3. Publish the National Visitor Economy Strategy

The Strategy has been promised for some time. When it arrives, it needs measurable targets for arrivals, spend, employment and skills, with named delivery bodies, clear timelines, and dedicated strands on regional dispersal, screen tourism, coastal communities, digital transformation and regenerative tourism.

Regional dispersal matters in particular. VisitBritain research found that 57% of international visitors cannot imagine what there is in the UK outside London. That is both a destination development gap and a trade distribution problem, and the Strategy must address it through product, packaging and trade channel support, not marketing alone.

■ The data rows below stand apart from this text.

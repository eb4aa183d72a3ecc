//! # geofencing
//!
//! Geofence lifecycle and event dispatch manager. It sits between an OS
//! location-monitoring service and a background execution environment that
//! runs user callbacks.
//!
//! Region transitions may arrive before the environment is ready, including
//! right after the OS relaunches the process for a location event. The
//! manager buffers them (one per region, last write wins) and flushes them in
//! one pass when the environment reports it is initialized. After that,
//! transitions are dispatched immediately.
//!
//! ## Core Concepts
//!
//! - **Geofence**: a circular region plus the callback handle to invoke for it
//! - **Capacity selection**: at most 20 regions are monitored, closest first
//! - **Dispatch state**: `Uninitialized`, `Initializing`, `Ready`; only `Ready` dispatches
//! - **Region store**: durable region id to callback handle mapping plus the
//!   dispatcher entry handle
//!
//! ## Usage
//!
//! ```rust,ignore
//! use std::sync::Arc;
//! use geofencing::{
//!     CallbackHandle, Coordinate, GeofenceConfig, GeofenceManager, InMemoryRegionStore,
//!     Platform, Region,
//! };
//!
//! let manager = GeofenceManager::new(GeofenceConfig::default(), Arc::new(InMemoryRegionStore::new()), platform)?;
//! manager.register_geofence(CallbackHandle::new(7), "home", 37.42, -122.08)?;
//! manager.initialize_service(CallbackHandle::new(1))?;
//!
//! // Buffered: the environment has not reported ready yet.
//! manager.on_enter(Region::new("home", Coordinate::new(37.42, -122.08)));
//!
//! // Flushes the buffered enter to the notification sink.
//! manager.service_initialized()?;
//! ```

#![warn(missing_docs)]
#![warn(clippy::all)]
#![warn(clippy::pedantic)]
#![allow(clippy::module_name_repetitions)]

// Core types
pub mod buffer;
pub mod capacity;
pub mod error;
pub mod geofence;

// Dispatch, platform seams, and storage
pub mod dispatch;
pub mod platform;
pub mod storage;

// Manager and host surfaces
pub mod channel;
pub mod config;
pub mod manager;

pub use buffer::{EventBuffer, PendingEvent};
pub use capacity::{CapacityManager, Selection, MAX_MONITORED_REGIONS};
pub use error::{ChannelError, ExecutionError, GeofenceError, GeofenceResult, ValidationError};
pub use geofence::{CallbackHandle, Coordinate, Geofence, Region, TransitionKind, DEFAULT_RADIUS_METERS};

pub use dispatch::{DispatchOutcome, DispatchState, DispatchStateMachine, Dispatcher, TransitionNotification};
pub use platform::{ExecutionEnvironment, LocationSource, NotificationSink, PlatformError};
pub use storage::{InMemoryRegionStore, RegionStore, StorageError};

#[cfg(feature = "persistent")]
pub use storage::{open_region_store, PersistentConfig, PersistentRegionStore};

pub use channel::{handle_method_call, Command, MethodCall};
pub use config::GeofenceConfig;
pub use manager::{DispatchStats, GeofenceManager, Platform, RegistrationOutcome, TransitionSender};
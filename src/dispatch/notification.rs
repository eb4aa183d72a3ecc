//! Outbound transition notification.

use std::fmt;

use serde::{Deserialize, Serialize};

use crate::geofence::{CallbackHandle, Coordinate, TransitionKind};

/// Message sent to the execution environment for one region transition.
///
/// On the wire it is the positional array
/// `[callbackHandle, [regionId], [latitude, longitude], transitionCode]`.
#[derive(Debug, Clone, PartialEq, Serialize, Deserialize)]
#[serde(into = "WireNotification", try_from = "WireNotification")]
pub struct TransitionNotification {
    /// Callback handle stored for the region.
    pub handle: CallbackHandle,
    /// Region that fired.
    pub region_id: String,
    /// Region center as reported by the location service.
    pub center: Coordinate,
    /// Enter or exit.
    pub kind: TransitionKind,
}

impl TransitionNotification {
    /// Arguments as a JSON value, ready for a method-call channel.
    #[must_use]
    pub fn to_arguments(&self) -> serde_json::Value {
        serde_json::json!([
            self.handle.raw(),
            [self.region_id],
            [self.center.latitude, self.center.longitude],
            self.kind.code()
        ])
    }
}

#[derive(Serialize, Deserialize)]
struct WireNotification(i64, (String,), (f64, f64), i64);

impl From<TransitionNotification> for WireNotification {
    fn from(n: TransitionNotification) -> Self {
        Self(
            n.handle.raw(),
            (n.region_id,),
            (n.center.latitude, n.center.longitude),
            n.kind.code(),
        )
    }
}

/// A transition code other than 1 (enter) or 0 (exit).
#[derive(Debug)]
pub struct InvalidTransitionCode(i64);

impl fmt::Display for InvalidTransitionCode {
    fn fmt(&self, f: &mut fmt::Formatter<'_>) -> fmt::Result {
        write!(f, "invalid transition code {} (expected 1=enter or 0=exit)", self.0)
    }
}

impl TryFrom<WireNotification> for TransitionNotification {
    type Error = InvalidTransitionCode;

    fn try_from(w: WireNotification) -> Result<Self, Self::Error> {
        let kind = match w.3 {
            1 => TransitionKind::Enter,
            0 => TransitionKind::Exit,
            other => return Err(InvalidTransitionCode(other)),
        };
        Ok(Self {
            handle: CallbackHandle::new(w.0),
            region_id: w.1 .0,
            center: Coordinate::new(w.2 .0, w.2 .1),
            kind,
        })
    }
}
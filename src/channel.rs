//! Method-call channel codec.
//!
//! Host-side calls arrive as a method name plus a positional JSON argument
//! list. `Command::decode` turns one into a typed command and
//! [`handle_method_call`] runs it against a [`GeofenceManager`].

use serde::de::DeserializeOwned;
use serde::{Deserialize, Serialize};
use serde_json::Value as JsonValue;
use tracing::debug;

use crate::error::{ChannelError, GeofenceResult};
use crate::geofence::CallbackHandle;
use crate::manager::GeofenceManager;

/// `[entryHandle]`
pub const INITIALIZE_SERVICE: &str = "GeofencingPlugin.initializeService";
/// `[callbackHandle, id, lat, long]`
pub const REGISTER_GEOFENCE: &str = "GeofencingPlugin.registerGeofence";
/// `[id]`
pub const REMOVE_GEOFENCE: &str = "GeofencingPlugin.removeGeofence";
/// No arguments.
pub const SERVICE_INITIALIZED: &str = "GeofencingService.initialized";

/// A raw call from the host side of the channel.
#[derive(Debug, Clone, PartialEq, Serialize, Deserialize)]
pub struct MethodCall {
    /// Fully qualified method name.
    pub method: String,
    /// Positional argument list.
    #[serde(default)]
    pub arguments: JsonValue,
}

impl MethodCall {
    /// A call with the given method name and positional arguments.
    #[must_use]
    pub fn new(method: impl Into<String>, arguments: JsonValue) -> Self {
        Self {
            method: method.into(),
            arguments,
        }
    }
}

/// A decoded channel command.
#[derive(Debug, Clone, PartialEq)]
pub enum Command {
    InitializeService {
        entry: CallbackHandle,
    },
    RegisterGeofence {
        callback: CallbackHandle,
        id: String,
        latitude: f64,
        longitude: f64,
    },
    RemoveGeofence {
        id: String,
    },
    ServiceInitialized,
}

fn positional<T: DeserializeOwned>(method: &str, arguments: &JsonValue) -> Result<T, ChannelError> {
    serde_json::from_value(arguments.clone()).map_err(|e| ChannelError::MalformedArguments {
        method: method.to_string(),
        reason: e.to_string(),
    })
}

impl Command {
    /// Decode a method call.
    ///
    /// # Errors
    /// `ChannelError::UnknownMethod` for an unrecognized name,
    /// `ChannelError::MalformedArguments` when the argument list has the wrong
    /// shape or types.
    pub fn decode(call: &MethodCall) -> Result<Self, ChannelError> {
        let method = call.method.as_str();
        match method {
            INITIALIZE_SERVICE => {
                let (entry,): (i64,) = positional(method, &call.arguments)?;
                Ok(Self::InitializeService {
                    entry: CallbackHandle::new(entry),
                })
            }
            REGISTER_GEOFENCE => {
                let (callback, id, latitude, longitude): (i64, String, f64, f64) =
                    positional(method, &call.arguments)?;
                Ok(Self::RegisterGeofence {
                    callback: CallbackHandle::new(callback),
                    id,
                    latitude,
                    longitude,
                })
            }
            REMOVE_GEOFENCE => {
                let (id,): (String,) = positional(method, &call.arguments)?;
                Ok(Self::RemoveGeofence { id })
            }
            SERVICE_INITIALIZED => Ok(Self::ServiceInitialized),
            other => Err(ChannelError::UnknownMethod {
                method: other.to_string(),
            }),
        }
    }
}

/// Decode and run one method call, returning the channel reply.
///
/// Replies are `true` for initialize and register, the removal result for
/// remove, and `null` for the initialized acknowledgement.
///
/// # Errors
/// A channel error for an unknown method or malformed arguments, otherwise
/// whatever the manager operation returns.
pub fn handle_method_call(manager: &GeofenceManager, call: &MethodCall) -> GeofenceResult<JsonValue> {
    let command = Command::decode(call)?;
    debug!(method = %call.method, ?command, "method call");

    match command {
        Command::InitializeService { entry } => {
            manager.initialize_service(entry)?;
            Ok(JsonValue::Bool(true))
        }
        Command::RegisterGeofence {
            callback,
            id,
            latitude,
            longitude,
        } => {
            manager.register_geofence(callback, id, latitude, longitude)?;
            Ok(JsonValue::Bool(true))
        }
        Command::RemoveGeofence { id } => Ok(JsonValue::Bool(manager.remove_geofence(&id)?)),
        Command::ServiceInitialized => {
            manager.service_initialized()?;
            Ok(JsonValue::Null)
        }
    }
}
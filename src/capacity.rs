//! Capacity-constrained region selection.
//!
//! The platform refuses to monitor more than a fixed number of regions at
//! once. When a registration asks for more, the regions closest to the
//! reference point are kept and the rest are dropped.
//!
//! Selection is recomputed from scratch for every registration call: the
//! candidate set passed in replaces whatever was monitored before, it is not
//! merged with it.

use std::cmp::Ordering;

use crate::geofence::{Coordinate, Geofence};

/// Maximum simultaneously monitored regions on the reference platform.
pub const MAX_MONITORED_REGIONS: usize = 20;

/// Result of a capacity selection.
#[derive(Debug, Clone, Default, PartialEq)]
pub struct Selection {
    /// Regions to monitor. Candidate order when under capacity, nearest-first otherwise.
    pub retained: Vec<Geofence>,
    /// Regions discarded because capacity was exceeded.
    pub dropped: Vec<Geofence>,
}

/// Enforces the platform cap on monitored regions.
#[derive(Debug, Clone, Copy)]
pub struct CapacityManager {
    max_count: usize,
}

impl Default for CapacityManager {
    fn default() -> Self {
        Self::new(MAX_MONITORED_REGIONS)
    }
}

impl CapacityManager {
    #[must_use]
    pub const fn new(max_count: usize) -> Self {
        Self { max_count }
    }

    #[must_use]
    pub const fn max_count(&self) -> usize {
        self.max_count
    }

    /// Keep at most `max_count` candidates, nearest to `reference` first.
    ///
    /// Ties in distance keep their relative candidate order.
    #[must_use]
    pub fn select(&self, candidates: Vec<Geofence>, reference: Coordinate) -> Selection {
        if candidates.len() <= self.max_count {
            return Selection {
                retained: candidates,
                dropped: Vec::new(),
            };
        }

        let mut ranked: Vec<(f64, Geofence)> = candidates
            .into_iter()
            .map(|g| (reference.distance_to(&g.center), g))
            .collect();
        ranked.sort_by(|a, b| a.0.partial_cmp(&b.0).unwrap_or(Ordering::Equal));

        let mut retained: Vec<Geofence> = ranked.into_iter().map(|(_, g)| g).collect();
        let dropped = retained.split_off(self.max_count);

        Selection { retained, dropped }
    }
}
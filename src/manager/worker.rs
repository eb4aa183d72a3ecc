//! Dispatch worker.
//!
//! The worker thread owns all mutable geofencing state: the monitored set,
//! the dispatch state machine with its buffer, and the dispatcher.
//!
//! Commands arrive on a bounded queue. OS transitions arrive on an unbounded
//! one so the callback path never blocks and never loses an event; the
//! event buffer (one entry per region) is what bounds memory. Before a
//! command runs, every transition already queued is applied, so a transition
//! sent before a command is always classified against the state that
//! preceded it and the ready-drain cannot interleave with a new arrival.

use std::collections::HashSet;
use std::sync::Arc;
use std::time::Instant;

use chrono::Utc;
use crossbeam_channel::{select, Receiver, Sender};
use tracing::{debug, info, warn};

use crate::buffer::PendingEvent;
use crate::capacity::CapacityManager;
use crate::config::GeofenceConfig;
use crate::dispatch::{DispatchState, DispatchStateMachine, Dispatcher, Routing};
use crate::error::{ExecutionError, GeofenceError, GeofenceResult};
use crate::geofence::{CallbackHandle, Coordinate, Geofence};
use crate::platform::{ExecutionEnvironment, LocationSource, PlatformError};
use crate::storage::RegionStore;

use super::RegistrationOutcome;

#[derive(Debug, Clone, Copy, PartialEq, Eq)]
pub(crate) enum RegisterMode {
    /// Add to the current monitored set, replacing an entry with the same id.
    Merge,
    /// Replace the current monitored set.
    Replace,
}

#[derive(Debug)]
pub(crate) enum ControlMsg {
    Initialize {
        /// `None` resolves the handle from the store (relaunch).
        entry: Option<CallbackHandle>,
        reply: Sender<GeofenceResult<CallbackHandle>>,
    },
    Register {
        geofences: Vec<Geofence>,
        reference: Option<Coordinate>,
        mode: RegisterMode,
        reply: Sender<GeofenceResult<RegistrationOutcome>>,
    },
    Remove {
        region_id: String,
        reply: Sender<GeofenceResult<bool>>,
    },
    ServiceInitialized {
        reply: Sender<GeofenceResult<usize>>,
    },
    Stats {
        reply: Sender<GeofenceResult<WorkerStats>>,
    },
    Shutdown,
}

#[derive(Debug, Clone, Copy)]
pub(crate) struct WorkerStats {
    pub state: DispatchState,
    pub pending: usize,
    pub monitored_regions: usize,
    pub expired_transitions: u64,
}

fn location_err(e: PlatformError) -> GeofenceError {
    ExecutionError::LocationSource { message: e.message }.into()
}

/// Later entries with a duplicate id replace earlier ones in place.
fn dedupe_by_id(geofences: Vec<Geofence>) -> Vec<Geofence> {
    let mut out: Vec<Geofence> = Vec::with_capacity(geofences.len());
    for g in geofences {
        if let Some(slot) = out.iter_mut().find(|e| e.id == g.id) {
            *slot = g;
        } else {
            out.push(g);
        }
    }
    out
}

pub(crate) struct Worker {
    cfg: GeofenceConfig,
    retry_window: chrono::Duration,
    capacity: CapacityManager,
    machine: DispatchStateMachine,
    dispatcher: Dispatcher,
    store: Arc<dyn RegionStore>,
    location: Arc<dyn LocationSource>,
    environment: Arc<dyn ExecutionEnvironment>,
    monitored: Vec<Geofence>,
    expired: u64,
    last_maintenance: Instant,
}

impl Worker {
    pub(crate) fn new(
        cfg: GeofenceConfig,
        dispatcher: Dispatcher,
        store: Arc<dyn RegionStore>,
        location: Arc<dyn LocationSource>,
        environment: Arc<dyn ExecutionEnvironment>,
    ) -> Self {
        // Validated by GeofenceConfig::validate.
        let retry_window = chrono::Duration::from_std(cfg.bootstrap_retry_window)
            .unwrap_or_else(|_| chrono::Duration::minutes(5));
        Self {
            capacity: CapacityManager::new(cfg.max_monitored_regions),
            retry_window,
            cfg,
            machine: DispatchStateMachine::new(),
            dispatcher,
            store,
            location,
            environment,
            monitored: Vec::new(),
            expired: 0,
            last_maintenance: Instant::now(),
        }
    }

    pub(crate) fn run(mut self, commands: Receiver<ControlMsg>, transitions: Receiver<PendingEvent>) {
        let tick = self.cfg.maintenance_interval;
        let mut stopped = false;

        loop {
            select! {
                recv(transitions) -> event => match event {
                    Ok(event) => self.transition(event),
                    Err(_) => stopped = true,
                },
                recv(commands) -> msg => match msg {
                    Ok(ControlMsg::Shutdown) | Err(_) => stopped = true,
                    Ok(msg) => {
                        self.drain_transitions(&transitions);
                        self.handle(msg);
                    }
                },
                default(tick) => {}
            }

            if stopped {
                break;
            }

            if self.last_maintenance.elapsed() >= tick {
                self.maintain();
            }
        }

        info!(
            state = %self.machine.state(),
            pending = self.machine.pending(),
            "geofence dispatch worker stopped"
        );
    }

    /// Apply the transitions queued so far, in arrival order.
    fn drain_transitions(&mut self, transitions: &Receiver<PendingEvent>) {
        let queued = transitions.len();
        for event in transitions.try_iter().take(queued) {
            self.transition(event);
        }
    }

    fn handle(&mut self, msg: ControlMsg) {
        match msg {
            ControlMsg::Initialize { entry, reply } => {
                let _ = reply.send(self.initialize(entry));
            }
            ControlMsg::Register {
                geofences,
                reference,
                mode,
                reply,
            } => {
                let _ = reply.send(self.register(geofences, reference, mode));
            }
            ControlMsg::Remove { region_id, reply } => {
                let _ = reply.send(self.remove(&region_id));
            }
            ControlMsg::ServiceInitialized { reply } => {
                let _ = reply.send(Ok(self.service_initialized()));
            }
            ControlMsg::Stats { reply } => {
                let _ = reply.send(Ok(WorkerStats {
                    state: self.machine.state(),
                    pending: self.machine.pending(),
                    monitored_regions: self.monitored.len(),
                    expired_transitions: self.expired,
                }));
            }
            ControlMsg::Shutdown => {}
        }
    }

    fn initialize(&mut self, entry: Option<CallbackHandle>) -> GeofenceResult<CallbackHandle> {
        let entry = match entry {
            Some(handle) => {
                self.store.set_dispatcher_entry_handle(handle)?;
                handle
            }
            None => self
                .store
                .dispatcher_entry_handle()?
                .ok_or(ExecutionError::MissingDispatcherHandle)?,
        };

        if !self.machine.begin_initialization() {
            debug!(state = %self.machine.state(), %entry, "bootstrap already requested");
            return Ok(entry);
        }

        info!(%entry, "requesting execution environment bootstrap");
        if let Err(e) = self.environment.bootstrap(entry) {
            self.machine.bootstrap_failed(Utc::now());
            warn!(
                %entry,
                error = %e,
                pending = self.machine.pending(),
                "execution environment bootstrap failed; transitions stay buffered"
            );
            return Err(ExecutionError::BootstrapFailed { reason: e.message }.into());
        }

        Ok(entry)
    }

    fn register(
        &mut self,
        geofences: Vec<Geofence>,
        reference: Option<Coordinate>,
        mode: RegisterMode,
    ) -> GeofenceResult<RegistrationOutcome> {
        for g in &geofences {
            g.validate()?;
        }

        let candidates = match mode {
            RegisterMode::Merge => {
                let incoming = dedupe_by_id(geofences);
                let mut candidates: Vec<Geofence> = self
                    .monitored
                    .iter()
                    .filter(|g| !incoming.iter().any(|n| n.id == g.id))
                    .cloned()
                    .collect();
                candidates.extend(incoming);
                candidates
            }
            RegisterMode::Replace => dedupe_by_id(geofences),
        };

        let reference = reference
            .or_else(|| self.location.last_known_location())
            .or_else(|| candidates.last().map(|g| g.center))
            .unwrap_or(Coordinate::new(0.0, 0.0));

        let selection = self.capacity.select(candidates, reference);

        let retained: HashSet<&str> = selection.retained.iter().map(|g| g.id.as_str()).collect();
        let mut released: Vec<String> = self
            .monitored
            .iter()
            .filter(|g| !retained.contains(g.id.as_str()))
            .map(|g| g.id.clone())
            .collect();
        for g in &selection.dropped {
            if !released.contains(&g.id) {
                released.push(g.id.clone());
            }
        }

        let mut applied = self.monitored.clone();
        if let Err(e) = self.apply_registration(&selection.retained, &released, &mut applied) {
            warn!(
                error = %e,
                monitored = applied.len(),
                "registration stopped part way; monitored set holds what the platform accepted"
            );
            self.monitored = applied;
            return Err(e);
        }

        let outcome = RegistrationOutcome {
            monitored: selection.retained.iter().map(|g| g.id.clone()).collect(),
            dropped: selection.dropped.iter().map(|g| g.id.clone()).collect(),
        };

        if outcome.dropped.is_empty() {
            info!(monitored = outcome.monitored.len(), "registered geofences");
        } else {
            warn!(
                monitored = outcome.monitored.len(),
                dropped = ?outcome.dropped,
                max = self.capacity.max_count(),
                "monitored region capacity exceeded; farthest regions dropped"
            );
        }

        self.monitored = selection.retained;
        Ok(outcome)
    }

    /// Release first, then start, so the platform never holds more regions
    /// than the cap. `applied` tracks the monitored set step by step.
    fn apply_registration(
        &mut self,
        retained: &[Geofence],
        released: &[String],
        applied: &mut Vec<Geofence>,
    ) -> GeofenceResult<()> {
        for id in released {
            self.location.stop_monitoring(id).map_err(location_err)?;
            applied.retain(|g| &g.id != id);
            self.machine.discard(id);
            self.store.remove(id)?;
        }

        for g in retained {
            let previous = applied.iter().position(|a| a.id == g.id);
            self.store.put(&g.id, g.callback)?;
            // Unchanged geometry is already monitored; only the mapping may differ.
            if let Some(i) = previous.filter(|&i| applied[i].region() == g.region()) {
                applied[i] = g.clone();
                continue;
            }
            if let Err(e) = self.location.start_monitoring(&g.region()) {
                self.restore_mapping(&g.id, previous.map(|i| applied[i].callback));
                return Err(location_err(e));
            }
            match previous {
                Some(i) => applied[i] = g.clone(),
                None => applied.push(g.clone()),
            }
        }
        Ok(())
    }

    fn restore_mapping(&self, region_id: &str, previous: Option<CallbackHandle>) {
        let restored = match previous {
            Some(handle) => self.store.put(region_id, handle),
            None => self.store.remove(region_id).map(|_| ()),
        };
        if let Err(e) = restored {
            warn!(region_id, error = %e, "failed to roll back region mapping");
        }
    }

    fn remove(&mut self, region_id: &str) -> GeofenceResult<bool> {
        self.location.stop_monitoring(region_id).map_err(location_err)?;
        self.monitored.retain(|g| g.id != region_id);
        if self.machine.discard(region_id).is_some() {
            debug!(region_id, "discarded buffered transition for removed region");
        }
        let existed = self.store.remove(region_id)?;
        info!(region_id, existed, "removed geofence");
        Ok(existed)
    }

    fn service_initialized(&mut self) -> usize {
        let previous = self.machine.state();
        let drained = self.machine.mark_ready();

        if previous != DispatchState::Ready {
            info!(from = %previous, drained = drained.len(), "execution environment ready");
        }

        for event in &drained {
            self.dispatcher.dispatch(&event.region, event.kind);
        }
        drained.len()
    }

    fn transition(&mut self, event: PendingEvent) {
        let region_id = event.region.id.clone();
        let kind = event.kind;

        match self.machine.route(event) {
            Routing::Buffered { replaced } => {
                debug!(
                    region_id = %region_id,
                    %kind,
                    ?replaced,
                    state = %self.machine.state(),
                    "buffered transition"
                );
            }
            Routing::Dispatch(event) => {
                self.dispatcher.dispatch(&event.region, event.kind);
            }
        }
    }

    fn maintain(&mut self) {
        self.last_maintenance = Instant::now();
        let expired = self.machine.expire_stale(Utc::now(), self.retry_window);
        if expired > 0 {
            self.expired += expired as u64;
            warn!(
                expired,
                window_secs = self.retry_window.num_seconds(),
                "discarded buffered transitions after failed bootstrap"
            );
        }
    }
}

The Strategy also needs a formal Tourism Impact Assessment requirement. No department should be able to take decisions that materially affect the sector (visa policy, APD, planning, employment law, business rates) without consulting VisitBritain and DCMS. Tourism is too often treated as an afterthought in the policy areas that shape it most.

4. Properly fund VisitBritain, VisitEngland and the LVEP network

VisitBritain delivers £20 of additional visitor spending for every £1 of public investment. Its Starring GREAT Britain campaign generated an estimated £217 million in visitor spending in its first six months. Its Business Events Growth Programme has delivered a 35:1 return between 2018 and 2025 and £60.1 million in direct economic benefit, with funding now under threat at the very moment the UK should be doubling down on a sector aligned to the Industrial Strategy.

VisitBritain’s core grant has not kept pace with inflation, and the Local Visitor Economy Partnership network that delivers regional growth on the ground remains structurally underpowered. A sustained increase in funding would be one of the simplest, fastest and highest-return interventions Government could make. The trade benefits when VisitBritain can market the UK at scale internationally, and feels the cost when it cannot.

5. Invest in the people who make tourism work

The sector employs 2.4 million people, and workforce pressure is acute. April 2025’s increases in employer National Insurance and the National Minimum Wage pushed up costs sharply, and the Government’s employment reforms add further compliance burdens on the SMEs that make up most of the supply side. The points-based immigration system is poorly suited to seasonal demand and entry-level roles. The cumulative effect feeds through to service standards and the trade’s ability to sell Britain credibly.

We need a dedicated seasonal workers scheme, reform of shortage occupation provisions, ring-fenced skills investment with more flexible use of the Apprenticeship Levy by smaller operators, and constructive engagement on Employment Rights Act implementation.

What comes next?

The Committee’s inquiry is a chance for the visitor economy to be heard at scale. The Tourism Alliance will keep making these arguments in Parliament, with Whitehall, and through our working groups on taxation, visa and border access, workforce, and communications.

Want to add your voice? Talk to your trade body, write to your MP, and engage with the inquiry directly. Tourism is not a nice-to-have. It is economic infrastructure, and it is time Government treated it that way.